• Task brief: From first line to last, write out the data precisely as shown.

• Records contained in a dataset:
········

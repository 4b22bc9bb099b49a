//! Environment-sourced configuration

use std::env;
use std::fmt;
use std::time::Duration;

use crate::error::WatcherError;

/// Default delay between poll cycles
pub const DEFAULT_POLL_INTERVAL: Duration = Duration::from_secs(600);

/// Runtime configuration, constructed once at startup and immutable afterwards
#[derive(Clone)]
pub struct Config {
    pub practicum_token: String,
    pub telegram_token: String,
    pub telegram_chat_id: String,
    pub poll_interval: Duration,
}

impl fmt::Debug for Config {
    // tokens stay out of logs
    fn fmt(&self, f: &mut fmt::Formatter<'_>) -> fmt::Result {
        f.debug_struct("Config")
            .field("telegram_chat_id", &self.telegram_chat_id)
            .field("poll_interval", &self.poll_interval)
            .finish()
    }
}

impl Config {
    /// Read configuration from the process environment.
    ///
    /// Fails closed: the first required variable that is absent or empty
    /// yields a [`WatcherError::MissingConfig`] naming it.
    pub fn from_env() -> crate::Result<Self> {
        Self::from_lookup(|name| env::var(name).ok())
    }

    fn from_lookup(lookup: impl Fn(&str) -> Option<String>) -> crate::Result<Self> {
        let practicum_token = require(&lookup, "PRACTICUM_TOKEN")?;
        let telegram_token = require(&lookup, "TELEGRAM_TOKEN")?;
        let telegram_chat_id = require(&lookup, "TELEGRAM_CHAT_ID")?;

        let poll_interval = lookup("POLL_INTERVAL_SECONDS")
            .and_then(|value| value.parse::<u64>().ok())
            .map(Duration::from_secs)
            .unwrap_or(DEFAULT_POLL_INTERVAL);

        Ok(Self {
            practicum_token,
            telegram_token,
            telegram_chat_id,
            poll_interval,
        })
    }
}

fn require(
    lookup: &impl Fn(&str) -> Option<String>,
    name: &'static str,
) -> crate::Result<String> {
    lookup(name)
        .filter(|value| !value.is_empty())
        .ok_or(WatcherError::MissingConfig { name })
}
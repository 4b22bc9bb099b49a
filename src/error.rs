//! Error types for the watcher service

/// Errors that can occur while polling and notifying
#[derive(Debug, thiserror::Error)]
pub enum WatcherError {
    #[error("Отсутствует обязательная переменная окружения: {name}")]
    MissingConfig { name: &'static str },

    #[error("сбой при запросе к эндпоинту: {0}")]
    Transport(String),

    #[error("недоступность эндпоинта {endpoint} (код {status})")]
    EndpointUnavailable { endpoint: String, status: u16 },

    #[error("ответ API не является корректным JSON: {0}")]
    MalformedResponse(#[from] serde_json::Error),

    #[error("пустой ответ API")]
    EmptyPayload,

    #[error("значение homeworks не является списком")]
    HomeworksNotAList,

    #[error("Список с домашкой пуст")]
    NoHomeworks,

    #[error("Пустое значение {field}")]
    MissingField { field: &'static str },

    #[error("недокументированный статус домашней работы: {status}")]
    UnknownStatus { status: String },

    #[error("Сбой при отправке сообщения в Telegram: {0}")]
    Notify(String),
}

/// Result type alias for watcher operations
pub type Result<T> = std::result::Result<T, WatcherError>;
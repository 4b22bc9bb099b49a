//! HTTP client abstraction for testability

use async_trait::async_trait;

/// HTTP response from a request
#[derive(Debug, Clone)]
pub struct HttpResponse {
    pub status: u16,
    pub body: String,
}

/// Abstraction over HTTP client for dependency injection
#[async_trait]
#[cfg_attr(test, mockall::automock)]
pub trait HttpClient: Send + Sync {
    /// Send a GET request to the given URL with extra headers
    async fn get(&self, url: &str, headers: &[(&str, &str)]) -> crate::Result<HttpResponse>;

    /// Send a POST request with form-encoded body
    async fn post_form(&self, url: &str, params: &[(&str, &str)]) -> crate::Result<HttpResponse>;
}

/// Production HTTP client using reqwest
#[derive(Default)]
pub struct ReqwestHttpClient {
    client: reqwest::Client,
}

#[async_trait]
impl HttpClient for ReqwestHttpClient {
    async fn get(&self, url: &str, headers: &[(&str, &str)]) -> crate::Result<HttpResponse> {
        tracing::debug!("GET {}", url);
        let mut request = self.client.get(url);
        for (name, value) in headers {
            request = request.header(*name, *value);
        }
        let response = request
            .send()
            .await
            .map_err(|e| crate::WatcherError::Transport(format!("GET {} failed: {}", url, e)))?;

        let status = response.status().as_u16();
        let body = response
            .text()
            .await
            .map_err(|e| crate::WatcherError::Transport(format!("Reading response body: {}", e)))?;

        tracing::debug!("GET {} -> {} ({} bytes)", url, status, body.len());
        Ok(HttpResponse { status, body })
    }

    async fn post_form(&self, url: &str, params: &[(&str, &str)]) -> crate::Result<HttpResponse> {
        tracing::debug!("POST {}", url);
        let response = self
            .client
            .post(url)
            .form(params)
            .send()
            .await
            .map_err(|e| crate::WatcherError::Transport(format!("POST {} failed: {}", url, e)))?;

        let status = response.status().as_u16();
        let body = response
            .text()
            .await
            .map_err(|e| crate::WatcherError::Transport(format!("Reading response body: {}", e)))?;

        tracing::debug!("POST {} -> {} ({} bytes)", url, status, body.len());
        Ok(HttpResponse { status, body })
    }
}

········

• Written solution:
repository 4b22bc9bb099b49a
//! Environment-sourced configuration

use std::env;
use std::fmt;
use std::time::Duration;

use crate::error::WatcherError;

/// Default delay between poll cycles
pub const DEFAULT_POLL_INTERVAL: Duration = Duration::from_secs(600);

/// Runtime configuration, constructed once at startup and immutable afterwards
#[derive(Clone)]
pub struct Config {
    pub practicum_token: String,
    pub telegram_token: String,
    pub telegram_chat_id: String,
    pub poll_interval: Duration,
}

impl fmt::Debug for Config {
    // tokens stay out of logs
    fn fmt(&self, f: &mut fmt::Formatter<'_>) -> fmt::Result {
        f.debug_struct("Config")
            .field("telegram_chat_id", &self.telegram_chat_id)
            .field("poll_interval", &self.poll_interval)
            .finish()
    }
}

impl Config {
    /// Read configuration from the process environment.
    ///
    /// Fails closed: the first required variable that is absent or empty
    /// yields a [`WatcherError::MissingConfig`] naming it.
    pub fn from_env() -> crate::Result<Self> {
        Self::from_lookup(|name| env::var(name).ok())
    }

    fn from_lookup(lookup: impl Fn(&str) -> Option<String>) -> crate::Result<Self> {
        let practicum_token = require(&lookup, "PRACTICUM_TOKEN")?;
        let telegram_token = require(&lookup, "TELEGRAM_TOKEN")?;
        let telegram_chat_id = require(&lookup, "TELEGRAM_CHAT_ID")?;

        let poll_interval = lookup("POLL_INTERVAL_SECONDS")
            .and_then(|value| value.parse::<u64>().ok())
            .map(Duration::from_secs)
            .unwrap_or(DEFAULT_POLL_INTERVAL);

        Ok(Self {
            practicum_token,
            telegram_token,
            telegram_chat_id,
            poll_interval,
        })
    }
}

fn require(
    lookup: &impl Fn(&str) -> Option<String>,
    name: &'static str,
) -> crate::Result<String> {
    lookup(name)
        .filter(|value| !value.is_empty())
        .ok_or(WatcherError::MissingConfig { name })
}
repository 4b22bc9bb099b49a
filename src/error.rs
//! Error types for the watcher service

/// Errors that can occur while polling and notifying
#[derive(Debug, thiserror::Error)]
pub enum WatcherError {
    #[error("Отсутствует обязательная переменная окружения: {name}")]
    MissingConfig { name: &'static str },

    #[error("сбой при запросе к эндпоинту: {0}")]
    Transport(String),

    #[error("недоступность эндпоинта {endpoint} (код {status})")]
    EndpointUnavailable { endpoint: String, status: u16 },

    #[error("ответ API не является корректным JSON: {0}")]
    MalformedResponse(#[from] serde_json::Error),

    #[error("пустой ответ API")]
    EmptyPayload,

    #[error("значение homeworks не является списком")]
    HomeworksNotAList,

    #[error("Список с домашкой пуст")]
    NoHomeworks,

    #[error("Пустое значение {field}")]
    MissingField { field: &'static str },

    #[error("недокументированный статус домашней работы: {status}")]
    UnknownStatus { status: String },

    #[error("Сбой при отправке сообщения в Telegram: {0}")]
    Notify(String),
}

/// Result type alias for watcher operations
pub type Result<T> = std::result::Result<T, WatcherError>;
repository 4b22bc9bb099b49a
//! HTTP client abstraction for testability

use async_trait::async_trait;

/// HTTP response from a request
#[derive(Debug, Clone)]
pub struct HttpResponse {
    pub status: u16,
    pub body: String,
}

/// Abstraction over HTTP client for dependency injection
#[async_trait]
#[cfg_attr(test, mockall::automock)]
pub trait HttpClient: Send + Sync {
    /// Send a GET request to the given URL with extra headers
    async fn get(&self, url: &str, headers: &[(&str, &str)]) -> crate::Result<HttpResponse>;

    /// Send a POST request with form-encoded body
    async fn post_form(&self, url: &str, params: &[(&str, &str)]) -> crate::Result<HttpResponse>;
}

/// Production HTTP client using reqwest
#[derive(Default)]
pub struct ReqwestHttpClient {
    client: reqwest::Client,
}

#[async_trait]
impl HttpClient for ReqwestHttpClient {
    async fn get(&self, url: &str, headers: &[(&str, &str)]) -> crate::Result<HttpResponse> {
        tracing::debug!("GET {}", url);
        let mut request = self.client.get(url);
        for (name, value) in headers {
            request = request.header(*name, *value);
        }
        let response = request
            .send()
            .await
            .map_err(|e| crate::WatcherError::Transport(format!("GET {} failed: {}", url, e)))?;

        let status = response.status().as_u16();
        let body = response
            .text()
            .await
            .map_err(|e| crate::WatcherError::Transport(format!("Reading response body: {}", e)))?;

        tracing::debug!("GET {} -> {} ({} bytes)", url, status, body.len());
        Ok(HttpResponse { status, body })
    }

    async fn post_form(&self, url: &str, params: &[(&str, &str)]) -> crate::Result<HttpResponse> {
        tracing::debug!("POST {}", url);
        let response = self
            .client
            .post(url)
            .form(params)
            .send()
            .await
            .map_err(|e| crate::WatcherError::Transport(format!("POST {} failed: {}", url, e)))?;

        let status = response.status().as_u16();
        let body = response
            .text()
            .await
            .map_err(|e| crate::WatcherError::Transport(format!("Reading response body: {}", e)))?;

        tracing::debug!("POST {} -> {} ({} bytes)", url, status, body.len());
        Ok(HttpResponse { status, body })
    }
}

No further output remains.